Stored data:
···

use shardline_common::{
    caps,
    types::{
        ValidationError, check_range,
        resources::{ListLimit, Page},
        shard::{ExclusiveStartShardId, HashKey, HashKeyRange, SequenceNumber, Shard},
        stream::{ExclusiveStartStreamName, RetentionChange, StreamDescription, StreamName},
    },
};
use tracing::instrument;

use super::{
    Backend,
    core::{State, StreamMeta},
    error::{
        CreateStreamError, DeleteStreamError, DescribeStreamError, ListStreamsError,
        RetentionDirectionError, ScalingOutOfBoundsError, ShardLimitExceededError,
        StreamAlreadyExistsError, StreamNotFoundError, UpdateRetentionError,
        UpdateShardCountError,
    },
};

fn check_shard_count(field: &'static str, count: u32) -> Result<(), ValidationError> {
    check_range(field, u64::from(count), 1..=u64::from(caps::MAX_SHARD_COUNT))
}

fn check_limit(limit: Option<usize>, max: usize) -> Result<ListLimit, ValidationError> {
    match limit {
        Some(limit) => {
            check_range("Limit", limit as u64, 1..=max as u64)?;
            Ok(ListLimit::capped(limit, max))
        }
        None => Ok(ListLimit::capped(0, max)),
    }
}

impl Backend {
    fn check_shard_limit(
        &self,
        state: &State,
        added: u64,
        removed: u64,
    ) -> Result<(), ShardLimitExceededError> {
        let requested = state.open_shard_count() - removed + added;
        if requested > u64::from(self.config.shard_limit) {
            return Err(ShardLimitExceededError {
                limit: self.config.shard_limit,
                requested,
            });
        }
        Ok(())
    }

    #[instrument(ret, err, skip(self))]
    pub fn create_stream(
        &self,
        stream: StreamName,
        shard_count: u32,
    ) -> Result<(), CreateStreamError> {
        check_shard_count("ShardCount", shard_count)?;

        let mut state = self.state.write();
        if state.streams.contains_key(&stream) {
            return Err(StreamAlreadyExistsError { stream }.into());
        }
        self.check_shard_limit(&state, u64::from(shard_count), 0)?;
        state.streams.insert(stream, StreamMeta::new(shard_count));
        Ok(())
    }

    #[instrument(ret, err, skip(self))]
    pub fn delete_stream(&self, stream: StreamName) -> Result<(), DeleteStreamError> {
        let mut state = self.state.write();
        match state.streams.remove(&stream) {
            Some(_) => Ok(()),
            None => Err(StreamNotFoundError { stream }.into()),
        }
    }

    /// Describes a stream with one page of its shards, ordered by shard id.
    #[instrument(err, skip(self))]
    pub fn describe_stream(
        &self,
        stream: StreamName,
        limit: Option<usize>,
        exclusive_start_shard_id: Option<ExclusiveStartShardId>,
    ) -> Result<StreamDescription, DescribeStreamError> {
        let limit = check_limit(limit, caps::MAX_DESCRIBE_STREAM_LIMIT)?;

        let state = self.state.read();
        let meta = state.stream(&stream)?;

        let start = match &exclusive_start_shard_id {
            Some(after) => meta
                .shards
                .partition_point(|shard| shard.shard_id.as_ref() <= after.as_ref()),
            None => 0,
        };
        let remaining = &meta.shards[start..];
        let has_more = remaining.len() > limit.as_usize();
        let shards: Vec<Shard> = remaining.iter().take(limit.as_usize()).cloned().collect();

        Ok(StreamDescription {
            name: stream,
            status: meta.status,
            retention_period_hours: meta.retention_period_hours,
            shards: Page::new(shards, has_more),
        })
    }

    /// Stream names in ascending order, starting after the cursor.
    #[instrument(err, skip(self))]
    pub fn list_streams(
        &self,
        limit: Option<usize>,
        exclusive_start_stream_name: Option<ExclusiveStartStreamName>,
    ) -> Result<Page<StreamName>, ListStreamsError> {
        let limit = check_limit(limit, caps::MAX_LIST_STREAMS_LIMIT)?;

        let state = self.state.read();
        let mut names = state
            .streams
            .keys()
            .filter(|name| {
                exclusive_start_stream_name
                    .as_ref()
                    .is_none_or(|after| name.as_ref() > after.as_ref())
            })
            .cloned();

        let values: Vec<_> = names.by_ref().take(limit.as_usize()).collect();
        let has_more = names.next().is_some();
        Ok(Page::new(values, has_more))
    }

    #[instrument(ret, err, skip(self))]
    pub fn update_retention_period(
        &self,
        stream: StreamName,
        change: RetentionChange,
        retention_period_hours: u32,
    ) -> Result<(), UpdateRetentionError> {
        change.check(retention_period_hours)?;

        let mut state = self.state.write();
        let meta = state.stream_mut(&stream)?;
        meta.ensure_active(&stream)?;
        if !change.permits(meta.retention_period_hours, retention_period_hours) {
            return Err(RetentionDirectionError {
                current: meta.retention_period_hours,
                requested: retention_period_hours,
                stream,
                change,
            }
            .into());
        }
        meta.retention_period_hours = retention_period_hours;
        Ok(())
    }

    /// Uniformly rescales a stream: every open shard is closed and
    /// `target_shard_count` shards of equal width replace them.
    ///
    /// Returns the open shard count before the change.
    #[instrument(ret, err, skip(self))]
    pub fn update_shard_count(
        &self,
        stream: StreamName,
        target_shard_count: u32,
    ) -> Result<u32, UpdateShardCountError> {
        check_shard_count("TargetShardCount", target_shard_count)?;

        let mut state = self.state.write();
        let current = {
            let meta = state.stream(&stream)?;
            meta.ensure_active(&stream)?;
            meta.open_shard_count()
        };
        if target_shard_count == current {
            return Ok(current);
        }
        if u64::from(target_shard_count) > 2 * u64::from(current)
            || target_shard_count < current.div_ceil(2)
        {
            return Err(ScalingOutOfBoundsError {
                stream,
                current,
                target: target_shard_count,
            }
            .into());
        }
        self.check_shard_limit(&state, u64::from(target_shard_count), u64::from(current))?;

        let meta = state.stream_mut(&stream)?;
        reshard(meta, target_shard_count)?;
        Ok(current)
    }
}

fn reshard(meta: &mut StreamMeta, target_shard_count: u32) -> Result<(), ValidationError> {
    let parents: Vec<_> = meta
        .open_shards()
        .map(|shard| (shard.shard_id.clone(), shard.hash_key_range))
        .collect();

    // Nothing is written to `meta` until every open shard has closed.
    let closing = SequenceNumber::from(meta.next_sequence_number);
    let mut shards = meta.shards.clone();
    for shard in shards.iter_mut().filter(|shard| shard.is_open()) {
        shard.sequence_number_range = shard
            .sequence_number_range
            .clone()
            .close(closing.clone())?;
    }
    meta.shards = shards;
    meta.next_sequence_number += 1;

    let parent_of = |key: HashKey| {
        parents
            .iter()
            .find(|(_, range)| range.contains(key))
            .map(|(id, _)| id.clone())
    };
    let generation: Vec<_> = HashKeyRange::partition(target_shard_count)
        .into_iter()
        .map(|range| {
            let parent = parent_of(range.starting());
            let adjacent = parent_of(range.ending()).filter(|id| Some(id) != parent.as_ref());
            (range, parent, adjacent)
        })
        .collect();
    meta.open_generation(generation);
    Ok(())
}
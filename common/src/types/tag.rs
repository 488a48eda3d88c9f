use std::{fmt, marker::PhantomData, ops::Deref, str::FromStr};

use compact_str::{CompactString, ToCompactString};

use super::{
    Constraint, ValidationError,
    strings::{ExclusiveStartProps, NameProps, StrProps, impl_str_newtype},
};
use crate::caps;

pub const TAG_PATTERN: &str = r"[\p{L}\p{Z}\p{N}_.:/=+\-@%]*";

/// Combining marks some scripts flag as alphabetic. They are not letters.
fn is_combining_mark(c: char) -> bool {
    matches!(
        c,
        '\u{0300}'..='\u{036F}'
            | '\u{1AB0}'..='\u{1AFF}'
            | '\u{1DC0}'..='\u{1DFF}'
            | '\u{20D0}'..='\u{20FF}'
            | '\u{FE20}'..='\u{FE2F}'
    )
}

/// Space, line and paragraph separators. Controls such as tab are excluded.
fn is_separator(c: char) -> bool {
    matches!(
        c,
        ' ' | '\u{00A0}'
            | '\u{1680}'
            | '\u{2000}'..='\u{200A}'
            | '\u{2028}'
            | '\u{2029}'
            | '\u{202F}'
            | '\u{205F}'
            | '\u{3000}'
    )
}

fn is_tag_char(c: char) -> bool {
    (c.is_alphabetic() && !is_combining_mark(c))
        || c.is_numeric()
        || is_separator(c)
        || matches!(c, '_' | '.' | ':' | '/' | '=' | '+' | '-' | '@' | '%')
}

fn check_tag_text(
    field: &'static str,
    value: &str,
    min: usize,
    max: usize,
) -> Result<(), ValidationError> {
    let len = value.chars().count();
    if len < min || len > max {
        return Err(ValidationError::new(
            field,
            Constraint::Length { min, max },
            value,
        ));
    }
    if !value.chars().all(is_tag_char) {
        return Err(ValidationError::new(
            field,
            Constraint::Pattern(TAG_PATTERN),
            value,
        ));
    }
    Ok(())
}

#[derive(Clone, PartialEq, Eq, PartialOrd, Ord, Hash)]
pub struct TagKeyStr<T: StrProps>(CompactString, PhantomData<T>);

impl<T: StrProps> TryFrom<CompactString> for TagKeyStr<T> {
    type Error = ValidationError;

    fn try_from(key: CompactString) -> Result<Self, Self::Error> {
        check_tag_text(Self::field_name(), &key, 1, caps::MAX_TAG_KEY_LEN)?;
        Ok(Self(key, PhantomData))
    }
}

impl_str_newtype!(TagKeyStr, "TagKey", "ExclusiveStartTagKey");

pub type TagKey = TagKeyStr<NameProps>;

pub type ExclusiveStartTagKey = TagKeyStr<ExclusiveStartProps>;

#[derive(Clone, Default, PartialEq, Eq, Hash)]
pub struct TagValue(CompactString);

impl TryFrom<CompactString> for TagValue {
    type Error = ValidationError;

    fn try_from(value: CompactString) -> Result<Self, Self::Error> {
        check_tag_text("TagValue", &value, 0, caps::MAX_TAG_VALUE_LEN)?;
        Ok(Self(value))
    }
}

impl FromStr for TagValue {
    type Err = ValidationError;

    fn from_str(s: &str) -> Result<Self, Self::Err> {
        s.to_compact_string().try_into()
    }
}

impl Deref for TagValue {
    type Target = str;

    fn deref(&self) -> &Self::Target {
        &self.0
    }
}

impl AsRef<str> for TagValue {
    fn as_ref(&self) -> &str {
        &self.0
    }
}

impl fmt::Debug for TagValue {
    fn fmt(&self, f: &mut fmt::Formatter<'_>) -> fmt::Result {
        f.write_str(&self.0)
    }
}

impl fmt::Display for TagValue {
    fn fmt(&self, f: &mut fmt::Formatter<'_>) -> fmt::Result {
        f.write_str(&self.0)
    }
}

impl serde::Serialize for TagValue {
    fn serialize<S>(&self, serializer: S) -> Result<S::Ok, S::Error>
    where
        S: serde::Serializer,
    {
        serializer.serialize_str(&self.0)
    }
}

impl<'de> serde::Deserialize<'de> for TagValue {
    fn deserialize<D>(deserializer: D) -> Result<Self, D::Error>
    where
        D: serde::Deserializer<'de>,
    {
        let s = CompactString::deserialize(deserializer)?;
        s.try_into().map_err(serde::de::Error::custom)
    }
}

#[derive(Debug, Clone, PartialEq, Eq, Hash)]
pub struct Tag {
    pub key: TagKey,
    pub value: TagValue,
}

impl Tag {
    pub fn new(key: TagKey, value: TagValue) -> Self {
        Self { key, value }
    }
}
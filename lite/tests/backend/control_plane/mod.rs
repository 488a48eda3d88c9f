mod stream;
mod tags;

···

EXERCISE AIM :: Find every line above where the word "collect" occurs, and copy that line.

RESPONSE ::
        let shards: Vec<Shard> = remaining.iter().take(limit.as_usize()).cloned().collect();
        let values: Vec<_> = names.by_ref().take(limit.as_usize()).collect();
        .collect();
        .collect();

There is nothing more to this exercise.